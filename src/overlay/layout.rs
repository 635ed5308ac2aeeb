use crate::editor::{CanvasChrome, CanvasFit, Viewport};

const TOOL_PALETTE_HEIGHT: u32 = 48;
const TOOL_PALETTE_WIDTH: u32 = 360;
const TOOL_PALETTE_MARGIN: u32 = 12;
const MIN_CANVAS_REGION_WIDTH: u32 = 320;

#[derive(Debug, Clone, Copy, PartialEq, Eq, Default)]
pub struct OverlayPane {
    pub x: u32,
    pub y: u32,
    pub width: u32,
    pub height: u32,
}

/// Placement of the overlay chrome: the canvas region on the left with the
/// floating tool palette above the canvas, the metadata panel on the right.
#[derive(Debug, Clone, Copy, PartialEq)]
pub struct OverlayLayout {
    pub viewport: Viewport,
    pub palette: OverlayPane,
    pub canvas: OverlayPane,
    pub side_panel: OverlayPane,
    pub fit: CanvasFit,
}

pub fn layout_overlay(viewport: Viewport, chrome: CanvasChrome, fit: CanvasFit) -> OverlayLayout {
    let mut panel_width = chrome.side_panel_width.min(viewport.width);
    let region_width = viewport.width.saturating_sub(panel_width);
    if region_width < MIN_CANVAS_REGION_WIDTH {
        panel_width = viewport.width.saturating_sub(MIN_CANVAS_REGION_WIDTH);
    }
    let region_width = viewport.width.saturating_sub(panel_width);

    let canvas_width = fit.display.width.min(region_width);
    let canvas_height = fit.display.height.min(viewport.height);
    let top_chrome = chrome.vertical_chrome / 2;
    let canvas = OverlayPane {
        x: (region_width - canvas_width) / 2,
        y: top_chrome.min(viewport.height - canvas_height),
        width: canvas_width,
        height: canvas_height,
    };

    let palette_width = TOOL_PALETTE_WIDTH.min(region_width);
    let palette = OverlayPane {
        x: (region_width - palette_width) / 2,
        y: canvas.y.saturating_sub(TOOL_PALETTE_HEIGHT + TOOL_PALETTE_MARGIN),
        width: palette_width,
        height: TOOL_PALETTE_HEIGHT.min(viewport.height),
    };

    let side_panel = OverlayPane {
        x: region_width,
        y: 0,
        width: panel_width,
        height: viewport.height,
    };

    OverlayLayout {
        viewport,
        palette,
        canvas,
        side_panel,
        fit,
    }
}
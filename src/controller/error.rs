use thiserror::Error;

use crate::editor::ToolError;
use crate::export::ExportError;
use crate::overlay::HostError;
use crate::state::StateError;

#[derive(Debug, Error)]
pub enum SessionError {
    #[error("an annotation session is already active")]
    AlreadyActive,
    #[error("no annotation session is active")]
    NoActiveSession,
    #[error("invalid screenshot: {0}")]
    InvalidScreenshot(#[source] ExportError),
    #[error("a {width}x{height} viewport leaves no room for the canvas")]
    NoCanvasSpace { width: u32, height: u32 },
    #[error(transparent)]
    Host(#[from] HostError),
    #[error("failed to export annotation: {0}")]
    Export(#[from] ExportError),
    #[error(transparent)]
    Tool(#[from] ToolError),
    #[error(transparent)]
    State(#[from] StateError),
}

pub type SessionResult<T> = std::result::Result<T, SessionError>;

------

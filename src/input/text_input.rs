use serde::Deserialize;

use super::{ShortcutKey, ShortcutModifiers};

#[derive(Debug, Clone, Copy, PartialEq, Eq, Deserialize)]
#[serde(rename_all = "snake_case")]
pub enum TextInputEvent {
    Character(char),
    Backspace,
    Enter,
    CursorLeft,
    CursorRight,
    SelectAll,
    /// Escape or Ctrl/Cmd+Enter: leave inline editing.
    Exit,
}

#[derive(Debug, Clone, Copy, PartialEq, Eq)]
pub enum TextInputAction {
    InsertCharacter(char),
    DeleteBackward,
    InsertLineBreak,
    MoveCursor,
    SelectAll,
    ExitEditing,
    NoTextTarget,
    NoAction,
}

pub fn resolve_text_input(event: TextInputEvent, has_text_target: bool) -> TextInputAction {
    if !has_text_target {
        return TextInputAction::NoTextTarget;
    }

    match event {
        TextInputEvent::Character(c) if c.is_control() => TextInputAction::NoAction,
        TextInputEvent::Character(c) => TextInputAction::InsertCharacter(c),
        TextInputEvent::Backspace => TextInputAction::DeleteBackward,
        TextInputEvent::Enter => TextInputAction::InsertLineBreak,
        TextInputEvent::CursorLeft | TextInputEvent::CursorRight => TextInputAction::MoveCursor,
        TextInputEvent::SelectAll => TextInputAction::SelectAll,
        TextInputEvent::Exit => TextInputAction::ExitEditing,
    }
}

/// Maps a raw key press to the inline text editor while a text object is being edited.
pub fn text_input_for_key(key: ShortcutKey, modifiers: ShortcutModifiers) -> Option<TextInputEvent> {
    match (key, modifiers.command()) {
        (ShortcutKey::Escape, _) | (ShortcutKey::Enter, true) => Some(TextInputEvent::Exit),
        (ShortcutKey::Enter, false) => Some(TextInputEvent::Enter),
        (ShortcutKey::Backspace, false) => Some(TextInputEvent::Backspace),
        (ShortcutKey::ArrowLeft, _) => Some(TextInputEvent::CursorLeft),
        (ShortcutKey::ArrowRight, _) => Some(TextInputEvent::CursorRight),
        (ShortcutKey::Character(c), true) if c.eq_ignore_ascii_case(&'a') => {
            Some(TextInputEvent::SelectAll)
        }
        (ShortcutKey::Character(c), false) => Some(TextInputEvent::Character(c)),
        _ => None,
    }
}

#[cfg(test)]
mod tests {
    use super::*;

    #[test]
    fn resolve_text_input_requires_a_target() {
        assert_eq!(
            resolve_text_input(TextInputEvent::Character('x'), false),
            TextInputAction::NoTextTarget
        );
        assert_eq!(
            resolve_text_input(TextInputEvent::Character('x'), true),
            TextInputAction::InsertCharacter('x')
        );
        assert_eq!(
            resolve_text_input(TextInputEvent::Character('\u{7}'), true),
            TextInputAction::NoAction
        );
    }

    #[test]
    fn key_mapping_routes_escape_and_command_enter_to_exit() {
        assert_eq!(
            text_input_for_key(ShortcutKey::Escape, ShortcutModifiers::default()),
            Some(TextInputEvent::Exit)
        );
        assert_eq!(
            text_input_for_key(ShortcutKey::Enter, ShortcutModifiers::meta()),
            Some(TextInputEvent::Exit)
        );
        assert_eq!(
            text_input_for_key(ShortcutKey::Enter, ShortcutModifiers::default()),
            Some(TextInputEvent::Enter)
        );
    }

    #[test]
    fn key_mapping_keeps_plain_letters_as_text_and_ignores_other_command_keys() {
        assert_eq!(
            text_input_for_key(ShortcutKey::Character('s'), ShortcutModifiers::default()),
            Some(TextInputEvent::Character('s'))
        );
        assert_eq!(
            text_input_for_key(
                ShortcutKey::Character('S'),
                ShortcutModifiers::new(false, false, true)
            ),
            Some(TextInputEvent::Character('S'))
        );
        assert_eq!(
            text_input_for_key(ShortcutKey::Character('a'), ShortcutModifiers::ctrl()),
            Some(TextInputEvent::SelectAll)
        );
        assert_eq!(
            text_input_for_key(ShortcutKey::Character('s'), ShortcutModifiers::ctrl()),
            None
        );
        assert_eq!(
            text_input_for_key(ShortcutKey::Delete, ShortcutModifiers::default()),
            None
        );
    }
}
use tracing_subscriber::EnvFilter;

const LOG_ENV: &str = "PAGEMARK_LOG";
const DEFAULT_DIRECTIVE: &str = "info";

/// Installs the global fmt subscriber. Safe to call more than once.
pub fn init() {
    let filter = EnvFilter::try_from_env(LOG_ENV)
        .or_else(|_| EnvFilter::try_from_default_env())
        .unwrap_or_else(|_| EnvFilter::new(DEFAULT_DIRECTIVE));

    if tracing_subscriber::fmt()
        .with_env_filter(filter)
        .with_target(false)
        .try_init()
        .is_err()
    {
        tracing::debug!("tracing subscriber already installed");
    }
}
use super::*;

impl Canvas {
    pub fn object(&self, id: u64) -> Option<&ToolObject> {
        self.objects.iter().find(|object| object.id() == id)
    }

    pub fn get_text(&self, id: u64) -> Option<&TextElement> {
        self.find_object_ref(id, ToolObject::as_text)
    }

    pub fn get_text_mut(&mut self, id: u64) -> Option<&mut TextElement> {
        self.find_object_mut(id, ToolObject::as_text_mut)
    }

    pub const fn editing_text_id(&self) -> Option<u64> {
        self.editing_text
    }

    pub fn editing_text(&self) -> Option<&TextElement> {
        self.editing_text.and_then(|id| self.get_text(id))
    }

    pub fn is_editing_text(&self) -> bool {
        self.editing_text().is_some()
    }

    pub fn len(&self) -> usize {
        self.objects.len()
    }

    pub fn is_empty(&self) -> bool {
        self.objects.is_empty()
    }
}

------

**Task requirements**:
Tally lines in the listing above that include the word "NoAction"; respond with that number only.

**Task answer**:
3